Monday, February 9, 2009

Salts and Peppers and Acid

I recently returned from Mexico and realized something that I had never noted before. There was no salt on restaurant tables. Instead, there were lovely small dishes of lemon and/or lime wedges. It certainly made sense with the pairings with fresh hot peppers. Lemon (acid) and salt certainly intensify each other and I always recommend using a little at a alternating and tasting or you can get a nasty surprise.
I myself use salt both in cooking and on the table although out of respect for people's health probably a little less than I used to. I generally use coarse kosher salt. Sea salt is expensive and each sea in the world has its own flavor. The only general exception that I make and it is costly is the coarse fleur du sel from off the coasts of Normandy and Brittany. We have come to take salt for granted and much of it is iodized which adds a nasty flavor particularly in the back of the throat. this made sense years ago when people isolated in the mountains suffered from goiter. Real salt used to be expensive and piracy was rife in the Caribbean.

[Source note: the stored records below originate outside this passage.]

use std::ops::{Add, AddAssign, Mul, Sub};

use serde::{Deserialize, Serialize};

/// World-space position or velocity in continuous pixels. Tile-index
/// coordinates use [`crate::grid::TileCoord`]; the two spaces only convert
/// through the coordinate mapper in [`crate::coord`].
#[derive(Debug, Clone, Copy, Default, PartialEq, Serialize, Deserialize)]
pub struct Vec2 {
    pub x: f32,
    pub y: f32,
}

impl Vec2 {
    pub const ZERO: Vec2 = Vec2 { x: 0.0, y: 0.0 };

    pub fn new(x: f32, y: f32) -> Self {
        Self { x, y }
    }

    pub fn length_squared(self) -> f32 {
        self.x * self.x + self.y * self.y
    }

    pub fn length(self) -> f32 {
        self.length_squared().sqrt()
    }

    /// Zero-length vectors normalize to zero rather than NaN.
    pub fn normalized(self) -> Vec2 {
        let len = self.length();
        if len > 0.0 {
            Vec2 {
                x: self.x / len,
                y: self.y / len,
            }
        } else {
            Vec2::ZERO
        }
    }
}

impl Add for Vec2 {
    type Output = Vec2;

    fn add(self, rhs: Vec2) -> Vec2 {
        Vec2 {
            x: self.x + rhs.x,
            y: self.y + rhs.y,
        }
    }
}

impl AddAssign for Vec2 {
    fn add_assign(&mut self, rhs: Vec2) {
        self.x += rhs.x;
        self.y += rhs.y;
    }
}

impl Sub for Vec2 {
    type Output = Vec2;

    fn sub(self, rhs: Vec2) -> Vec2 {
        Vec2 {
            x: self.x - rhs.x,
            y: self.y - rhs.y,
        }
    }
}

impl Mul<f32> for Vec2 {
    type Output = Vec2;

    fn mul(self, rhs: f32) -> Vec2 {
        Vec2 {
            x: self.x * rhs,
            y: self.y * rhs,
        }
    }
}

/// Axis-aligned screen rectangle emitted to the host's drawing layer.
#[derive(Debug, Clone, Copy, PartialEq)]
pub struct Rect {
    pub x: f32,
    pub y: f32,
    pub w: f32,
    pub h: f32,
}

/// Four-way sprite facing. The discriminant order is the fixed sprite-sheet
/// row order: N=0, E=1, S=2, W=3.
#[derive(
    Debug, Clone, Copy, Default, PartialEq, Eq, Hash, PartialOrd, Ord, Serialize, Deserialize,
)]
#[serde(rename_all = "lowercase")]
pub enum Direction {
    N,
    E,
    #[default]
    S,
    W,
}

impl Direction {
    pub fn sheet_row(self) -> u32 {
        match self {
            Self::N => 0,
            Self::E => 1,
            Self::S => 2,
            Self::W => 3,
        }
    }

    /// Centre angle of this facing's sector in degrees, y-down screen
    /// convention: E=0, S=90, W=180, N=-90.
    fn center_degrees(self) -> f32 {
        match self {
            Self::E => 0.0,
            Self::S => 90.0,
            Self::W => 180.0,
            Self::N => -90.0,
        }
    }
}

/// Below this speed the facing never changes, so a stopping actor does not
/// jitter through directions as its velocity collapses.
const FACING_MIN_SPEED: f32 = 0.1;
const SECTOR_HALF_WIDTH_DEG: f32 = 45.0;
pub const DEFAULT_FACING_HYSTERESIS_DEG: f32 = 15.0;

/// Maps a velocity to a 4-way facing with hysteresis: the previous facing is
/// kept while the velocity angle stays inside the previous sector widened by
/// `hysteresis_deg` on both edges. Only a sustained angle outside that zone
/// switches the facing, so near-diagonal motion does not flicker.
pub fn facing_with_hysteresis(vel: Vec2, prev: Direction, hysteresis_deg: f32) -> Direction {
    if vel.length() < FACING_MIN_SPEED {
        return prev;
    }

    let deg = vel.y.atan2(vel.x).to_degrees();
    let delta = wrap_degrees(deg - prev.center_degrees());
    if delta.abs() <= SECTOR_HALF_WIDTH_DEG + hysteresis_deg {
        return prev;
    }

    classify_sector(deg)
}

fn classify_sector(deg: f32) -> Direction {
    if (-45.0..45.0).contains(&deg) {
        Direction::E
    } else if (45.0..135.0).contains(&deg) {
        Direction::S
    } else if (-135.0..-45.0).contains(&deg) {
        Direction::N
    } else {
        Direction::W
    }
}

/// Wraps an angle difference into (-180, 180].
fn wrap_degrees(deg: f32) -> f32 {
    let wrapped = (deg + 180.0).rem_euclid(360.0) - 180.0;
    if wrapped == -180.0 {
        180.0
    } else {
        wrapped
    }
}

#[cfg(test)]
mod tests {
    use super::*;

    fn vel_at_degrees(deg: f32, speed: f32) -> Vec2 {
        let rad = deg.to_radians();
        Vec2 {
            x: rad.cos() * speed,
            y: rad.sin() * speed,
        }
    }

    #[test]
    fn zero_vector_normalizes_to_zero() {
        assert_eq!(Vec2::ZERO.normalized(), Vec2::ZERO);
    }

    #[test]
    fn normalized_has_unit_length() {
        let v = Vec2 { x: 3.0, y: -4.0 }.normalized();
        assert!((v.length() - 1.0).abs() < 0.0001);
    }

    #[test]
    fn near_stationary_velocity_keeps_previous_facing() {
        let facing = facing_with_hysteresis(
            Vec2 { x: 0.01, y: -0.01 },
            Direction::W,
            DEFAULT_FACING_HYSTERESIS_DEG,
        );
        assert_eq!(facing, Direction::W);
    }

    #[test]
    fn cardinal_velocities_map_to_expected_facings() {
        let h = DEFAULT_FACING_HYSTERESIS_DEG;
        assert_eq!(
            facing_with_hysteresis(Vec2 { x: 10.0, y: 0.0 }, Direction::N, h),
            Direction::E
        );
        assert_eq!(
            facing_with_hysteresis(Vec2 { x: 0.0, y: 10.0 }, Direction::E, h),
            Direction::S
        );
        assert_eq!(
            facing_with_hysteresis(Vec2 { x: -10.0, y: 0.0 }, Direction::S, h),
            Direction::W
        );
        assert_eq!(
            facing_with_hysteresis(Vec2 { x: 0.0, y: -10.0 }, Direction::E, h),
            Direction::N
        );
    }

    #[test]
    fn sub_margin_oscillation_around_sector_boundary_never_flips_facing() {
        // The E/S boundary sits at 45 degrees; oscillating +/-10 degrees
        // around it stays inside the 15-degree hysteresis band.
        let mut facing = Direction::E;
        for step in 0..40 {
            let deg = if step % 2 == 0 { 35.0 } else { 55.0 };
            facing = facing_with_hysteresis(
                vel_at_degrees(deg, 50.0),
                facing,
                DEFAULT_FACING_HYSTERESIS_DEG,
            );
            assert_eq!(facing, Direction::E);
        }
    }

    #[test]
    fn sustained_angle_outside_widened_sector_changes_facing() {
        let facing = facing_with_hysteresis(
            vel_at_degrees(80.0, 50.0),
            Direction::E,
            DEFAULT_FACING_HYSTERESIS_DEG,
        );
        assert_eq!(facing, Direction::S);
    }

    #[test]
    fn west_sector_hysteresis_spans_the_angle_wraparound() {
        let facing = facing_with_hysteresis(
            vel_at_degrees(-170.0, 50.0),
            Direction::W,
            DEFAULT_FACING_HYSTERESIS_DEG,
        );
        assert_eq!(facing, Direction::W);
    }

    #[test]
    fn sheet_row_order_is_nesw() {
        assert_eq!(Direction::N.sheet_row(), 0);
        assert_eq!(Direction::E.sheet_row(), 1);
        assert_eq!(Direction::S.sheet_row(), 2);
        assert_eq!(Direction::W.sheet_row(), 3);
    }
}
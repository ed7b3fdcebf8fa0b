use serde::{Deserialize, Serialize};
use thiserror::Error;

/// Static spatial schema for a scene. Immutable once constructed; every
/// tile-indexed entity lives in the coordinate space this defines.
#[derive(Debug, Clone, Copy, PartialEq, Serialize, Deserialize)]
pub struct Grid {
    pub tile_size: f32,
    pub cols: u32,
    pub rows: u32,
}

impl Grid {
    pub fn cell_count(&self) -> usize {
        self.cols as usize * self.rows as usize
    }

    pub fn in_bounds(&self, tile: TileCoord) -> bool {
        tile.x >= 0 && tile.y >= 0 && (tile.x as u32) < self.cols && (tile.y as u32) < self.rows
    }

    /// Flat row-major index of a tile, `None` when out of bounds.
    pub fn index_of(&self, tile: TileCoord) -> Option<usize> {
        if !self.in_bounds(tile) {
            return None;
        }
        Some(tile.y as usize * self.cols as usize + tile.x as usize)
    }

    pub fn tile_at_index(&self, index: usize) -> TileCoord {
        TileCoord {
            x: (index % self.cols as usize) as i32,
            y: (index / self.cols as usize) as i32,
        }
    }
}

/// Tile-index coordinate. Signed so that clamping and line rasterization can
/// pass through intermediate out-of-bounds values without wrapping.
#[derive(Debug, Clone, Copy, PartialEq, Eq, Hash, Serialize, Deserialize)]
pub struct TileCoord {
    pub x: i32,
    pub y: i32,
}

impl TileCoord {
    pub fn new(x: i32, y: i32) -> Self {
        Self { x, y }
    }
}

#[derive(Debug, Clone, Copy, PartialEq, Eq, Serialize, Deserialize)]
#[serde(rename_all = "snake_case")]
pub enum TileKind {
    Floor,
    Wall,
    Water,
    Grass,
}

/// One grid cell. Static for the lifetime of a scene; `cost >= 1` is a
/// multiplier on the pathfinder's base step cost.
#[derive(Debug, Clone, Copy, PartialEq, Serialize, Deserialize)]
pub struct Tile {
    pub id: u32,
    pub tx: i32,
    pub ty: i32,
    pub kind: TileKind,
    pub walkable: bool,
    pub cost: f32,
}

#[derive(Debug, Clone, Copy, PartialEq, Error)]
pub enum GridError {
    #[error("tile count mismatch: expected {expected}, got {actual}")]
    TileCountMismatch { expected: usize, actual: usize },
    #[error("tile id {id} at ({tx}, {ty}) is out of grid bounds")]
    TileOutOfBounds { id: u32, tx: i32, ty: i32 },
    #[error("tile id {id} at ({tx}, {ty}) does not match its flat index {index}")]
    TileIndexMismatch { id: u32, tx: i32, ty: i32, index: usize },
    #[error("tile id {id} has cost {cost}, minimum is 1")]
    TileCostBelowOne { id: u32, cost: f32 },
}

/// Checks the scene-setup invariants once, so the per-frame paths can index
/// `tiles[grid.index_of(..)]` without re-validating: one tile per cell, each
/// at the flat index its `(tx, ty)` implies, every cost at least 1.
pub fn validate_tiles(grid: &Grid, tiles: &[Tile]) -> Result<(), GridError> {
    let expected = grid.cell_count();
    if tiles.len() != expected {
        return Err(GridError::TileCountMismatch {
            expected,
            actual: tiles.len(),
        });
    }

    for (index, tile) in tiles.iter().enumerate() {
        let coord = TileCoord {
            x: tile.tx,
            y: tile.ty,
        };
        let Some(flat) = grid.index_of(coord) else {
            return Err(GridError::TileOutOfBounds {
                id: tile.id,
                tx: tile.tx,
                ty: tile.ty,
            });
        };
        if flat != index {
            return Err(GridError::TileIndexMismatch {
                id: tile.id,
                tx: tile.tx,
                ty: tile.ty,
                index,
            });
        }
        if tile.cost < 1.0 {
            return Err(GridError::TileCostBelowOne {
                id: tile.id,
                cost: tile.cost,
            });
        }
    }

    Ok(())
}

/// True when `tile` is in bounds and its cell is walkable.
pub fn is_walkable(grid: &Grid, tiles: &[Tile], tile: TileCoord) -> bool {
    grid.index_of(tile)
        .and_then(|index| tiles.get(index))
        .is_some_and(|tile| tile.walkable)
}

#[cfg(test)]
pub(crate) mod test_fixtures {
    use super::*;

    pub(crate) fn open_grid(cols: u32, rows: u32) -> (Grid, Vec<Tile>) {
        let grid = Grid {
            tile_size: 24.0,
            cols,
            rows,
        };
        let mut tiles = Vec::with_capacity(grid.cell_count());
        for y in 0..rows as i32 {
            for x in 0..cols as i32 {
                tiles.push(Tile {
                    id: (y * cols as i32 + x) as u32,
                    tx: x,
                    ty: y,
                    kind: TileKind::Floor,
                    walkable: true,
                    cost: 1.0,
                });
            }
        }
        (grid, tiles)
    }

    pub(crate) fn block(grid: &Grid, tiles: &mut [Tile], tile: TileCoord) {
        let index = grid.index_of(tile).expect("blocked tile in bounds");
        tiles[index].kind = TileKind::Wall;
        tiles[index].walkable = false;
    }
}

If salt is various, pepper is even more so. I mean black pepper corns. Pod peppers are wholey another question. It is not just the factor of the species of pepper, but rather of where it is grown and whether it is husked (white pepper) or not and the way that it is dried.
Try doing a salt or pepper tasting sometime with water and bread between tastes. You will choose your condiments with much greater care.